MATERIAL PROVIDED below:

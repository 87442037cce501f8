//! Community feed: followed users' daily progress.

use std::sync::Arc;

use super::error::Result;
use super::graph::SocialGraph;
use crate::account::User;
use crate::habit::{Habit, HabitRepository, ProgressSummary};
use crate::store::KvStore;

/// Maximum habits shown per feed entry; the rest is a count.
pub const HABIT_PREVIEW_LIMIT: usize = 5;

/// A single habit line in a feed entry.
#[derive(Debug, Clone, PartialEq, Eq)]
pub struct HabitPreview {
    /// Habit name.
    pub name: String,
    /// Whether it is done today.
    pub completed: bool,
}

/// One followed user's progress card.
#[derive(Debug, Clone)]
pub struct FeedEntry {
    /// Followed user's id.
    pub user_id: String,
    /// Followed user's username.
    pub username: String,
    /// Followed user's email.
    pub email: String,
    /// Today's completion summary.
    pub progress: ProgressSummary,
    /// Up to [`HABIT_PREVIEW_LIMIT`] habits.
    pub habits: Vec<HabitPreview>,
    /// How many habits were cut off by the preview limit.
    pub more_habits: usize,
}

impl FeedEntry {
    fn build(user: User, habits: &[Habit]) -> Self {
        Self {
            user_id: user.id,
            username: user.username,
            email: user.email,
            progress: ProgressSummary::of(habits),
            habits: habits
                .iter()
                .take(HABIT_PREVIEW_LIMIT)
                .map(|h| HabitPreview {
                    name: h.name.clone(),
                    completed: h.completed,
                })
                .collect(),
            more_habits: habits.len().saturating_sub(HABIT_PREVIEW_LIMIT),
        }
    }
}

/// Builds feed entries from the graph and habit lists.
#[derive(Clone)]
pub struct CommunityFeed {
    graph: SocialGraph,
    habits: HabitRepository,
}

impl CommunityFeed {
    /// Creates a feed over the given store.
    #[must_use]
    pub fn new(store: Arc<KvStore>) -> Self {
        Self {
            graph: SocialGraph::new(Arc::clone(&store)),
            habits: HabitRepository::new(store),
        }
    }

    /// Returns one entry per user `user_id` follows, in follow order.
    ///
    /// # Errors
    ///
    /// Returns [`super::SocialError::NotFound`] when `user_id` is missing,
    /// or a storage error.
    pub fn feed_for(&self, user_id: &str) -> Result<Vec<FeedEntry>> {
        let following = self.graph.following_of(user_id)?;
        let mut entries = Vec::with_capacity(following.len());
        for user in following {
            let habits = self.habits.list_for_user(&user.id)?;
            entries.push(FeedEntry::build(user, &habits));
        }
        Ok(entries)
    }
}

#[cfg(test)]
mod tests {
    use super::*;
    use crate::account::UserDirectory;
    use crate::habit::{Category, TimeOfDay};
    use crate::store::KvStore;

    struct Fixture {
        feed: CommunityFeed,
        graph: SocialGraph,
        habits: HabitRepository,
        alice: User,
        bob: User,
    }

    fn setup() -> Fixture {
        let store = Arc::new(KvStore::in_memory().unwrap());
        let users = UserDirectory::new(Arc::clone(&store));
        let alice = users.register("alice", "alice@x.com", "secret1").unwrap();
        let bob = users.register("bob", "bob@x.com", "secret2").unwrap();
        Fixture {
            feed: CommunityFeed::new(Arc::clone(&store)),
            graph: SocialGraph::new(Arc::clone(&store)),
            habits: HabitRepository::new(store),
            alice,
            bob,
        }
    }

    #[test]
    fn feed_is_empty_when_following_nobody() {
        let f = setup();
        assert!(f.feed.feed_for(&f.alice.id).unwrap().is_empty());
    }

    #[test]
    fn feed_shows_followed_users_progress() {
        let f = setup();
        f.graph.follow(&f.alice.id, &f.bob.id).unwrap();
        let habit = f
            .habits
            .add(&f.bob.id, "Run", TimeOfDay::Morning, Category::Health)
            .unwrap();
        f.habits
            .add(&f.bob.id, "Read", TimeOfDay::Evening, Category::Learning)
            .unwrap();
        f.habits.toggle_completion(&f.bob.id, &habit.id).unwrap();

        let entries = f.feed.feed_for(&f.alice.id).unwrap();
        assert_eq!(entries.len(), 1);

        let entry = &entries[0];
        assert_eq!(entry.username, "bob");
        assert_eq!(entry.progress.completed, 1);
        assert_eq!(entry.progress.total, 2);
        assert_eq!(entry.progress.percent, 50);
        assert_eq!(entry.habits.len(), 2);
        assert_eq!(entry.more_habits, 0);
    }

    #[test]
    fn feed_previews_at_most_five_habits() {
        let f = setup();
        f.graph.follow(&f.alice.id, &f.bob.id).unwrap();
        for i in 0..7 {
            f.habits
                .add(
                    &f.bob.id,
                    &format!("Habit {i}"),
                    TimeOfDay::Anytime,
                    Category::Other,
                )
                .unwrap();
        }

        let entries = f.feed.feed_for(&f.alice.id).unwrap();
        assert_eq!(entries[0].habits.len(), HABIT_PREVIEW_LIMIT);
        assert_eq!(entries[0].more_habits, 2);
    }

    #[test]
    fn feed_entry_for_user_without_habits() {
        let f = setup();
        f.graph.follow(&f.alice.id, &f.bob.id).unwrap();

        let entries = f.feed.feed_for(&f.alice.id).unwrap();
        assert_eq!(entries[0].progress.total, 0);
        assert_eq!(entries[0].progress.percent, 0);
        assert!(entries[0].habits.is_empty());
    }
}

End of MATERIAL PROVIDED.

> ASSIGNMENT
All entries must be printed exactly, with nothing omitted.

> YOUR RESPONSE
repository 87442037cce501f8
//! Community feed: followed users' daily progress.

use std::sync::Arc;

use super::error::Result;
use super::graph::SocialGraph;
use crate::account::User;
use crate::habit::{Habit, HabitRepository, ProgressSummary};
use crate::store::KvStore;

/// Maximum habits shown per feed entry; the rest is a count.
pub const HABIT_PREVIEW_LIMIT: usize = 5;

/// A single habit line in a feed entry.
#[derive(Debug, Clone, PartialEq, Eq)]
pub struct HabitPreview {
    /// Habit name.
    pub name: String,
    /// Whether it is done today.
    pub completed: bool,
}

/// One followed user's progress card.
#[derive(Debug, Clone)]
pub struct FeedEntry {
    /// Followed user's id.
    pub user_id: String,
    /// Followed user's username.
    pub username: String,
    /// Followed user's email.
    pub email: String,
    /// Today's completion summary.
    pub progress: ProgressSummary,
    /// Up to [`HABIT_PREVIEW_LIMIT`] habits.
    pub habits: Vec<HabitPreview>,
    /// How many habits were cut off by the preview limit.
    pub more_habits: usize,
}

impl FeedEntry {
    fn build(user: User, habits: &[Habit]) -> Self {
        Self {
            user_id: user.id,
            username: user.username,
            email: user.email,
            progress: ProgressSummary::of(habits),
            habits: habits
                .iter()
                .take(HABIT_PREVIEW_LIMIT)
                .map(|h| HabitPreview {
                    name: h.name.clone(),
                    completed: h.completed,
                })
                .collect(),
            more_habits: habits.len().saturating_sub(HABIT_PREVIEW_LIMIT),
        }
    }
}

/// Builds feed entries from the graph and habit lists.
#[derive(Clone)]
pub struct CommunityFeed {
    graph: SocialGraph,
    habits: HabitRepository,
}

impl CommunityFeed {
    /// Creates a feed over the given store.
    #[must_use]
    pub fn new(store: Arc<KvStore>) -> Self {
        Self {
            graph: SocialGraph::new(Arc::clone(&store)),
            habits: HabitRepository::new(store),
        }
    }

    /// Returns one entry per user `user_id` follows, in follow order.
    ///
    /// # Errors
    ///
    /// Returns [`super::SocialError::NotFound`] when `user_id` is missing,
    /// or a storage error.
    pub fn feed_for(&self, user_id: &str) -> Result<Vec<FeedEntry>> {
        let following = self.graph.following_of(user_id)?;
        let mut entries = Vec::with_capacity(following.len());
        for user in following {
            let habits = self.habits.list_for_user(&user.id)?;
            entries.push(FeedEntry::build(user, &habits));
        }
        Ok(entries)
    }
}

#[cfg(test)]
mod tests {
    use super::*;
    use crate::account::UserDirectory;
    use crate::habit::{Category, TimeOfDay};
    use crate::store::KvStore;

    struct Fixture {
        feed: CommunityFeed,
        graph: SocialGraph,
        habits: HabitRepository,
        alice: User,
        bob: User,
    }

    fn setup() -> Fixture {
        let store = Arc::new(KvStore::in_memory().unwrap());
        let users = UserDirectory::new(Arc::clone(&store));
        let alice = users.register("alice", "alice@x.com", "secret1").unwrap();
        let bob = users.register("bob", "bob@x.com", "secret2").unwrap();
        Fixture {
            feed: CommunityFeed::new(Arc::clone(&store)),
            graph: SocialGraph::new(Arc::clone(&store)),
            habits: HabitRepository::new(store),
            alice,
            bob,
        }
    }

    #[test]
    fn feed_is_empty_when_following_nobody() {
        let f = setup();
        assert!(f.feed.feed_for(&f.alice.id).unwrap().is_empty());
    }

    #[test]
    fn feed_shows_followed_users_progress() {
        let f = setup();
        f.graph.follow(&f.alice.id, &f.bob.id).unwrap();
        let habit = f
            .habits
            .add(&f.bob.id, "Run", TimeOfDay::Morning, Category::Health)
            .unwrap();
        f.habits
            .add(&f.bob.id, "Read", TimeOfDay::Evening, Category::Learning)
            .unwrap();
        f.habits.toggle_completion(&f.bob.id, &habit.id).unwrap();

        let entries = f.feed.feed_for(&f.alice.id).unwrap();
        assert_eq!(entries.len(), 1);

        let entry = &entries[0];
        assert_eq!(entry.username, "bob");
        assert_eq!(entry.progress.completed, 1);
        assert_eq!(entry.progress.total, 2);
        assert_eq!(entry.progress.percent, 50);
        assert_eq!(entry.habits.len(), 2);
        assert_eq!(entry.more_habits, 0);
    }

    #[test]
    fn feed_previews_at_most_five_habits() {
        let f = setup();
        f.graph.follow(&f.alice.id, &f.bob.id).unwrap();
        for i in 0..7 {
            f.habits
                .add(
                    &f.bob.id,
                    &format!("Habit {i}"),
                    TimeOfDay::Anytime,
                    Category::Other,
                )
                .unwrap();
        }

        let entries = f.feed.feed_for(&f.alice.id).unwrap();
        assert_eq!(entries[0].habits.len(), HABIT_PREVIEW_LIMIT);
        assert_eq!(entries[0].more_habits, 2);
    }

    #[test]
    fn feed_entry_for_user_without_habits() {
        let f = setup();
        f.graph.follow(&f.alice.id, &f.bob.id).unwrap();

        let entries = f.feed.feed_for(&f.alice.id).unwrap();
        assert_eq!(entries[0].progress.total, 0);
        assert_eq!(entries[0].progress.percent, 0);
        assert!(entries[0].habits.is_empty());
    }
}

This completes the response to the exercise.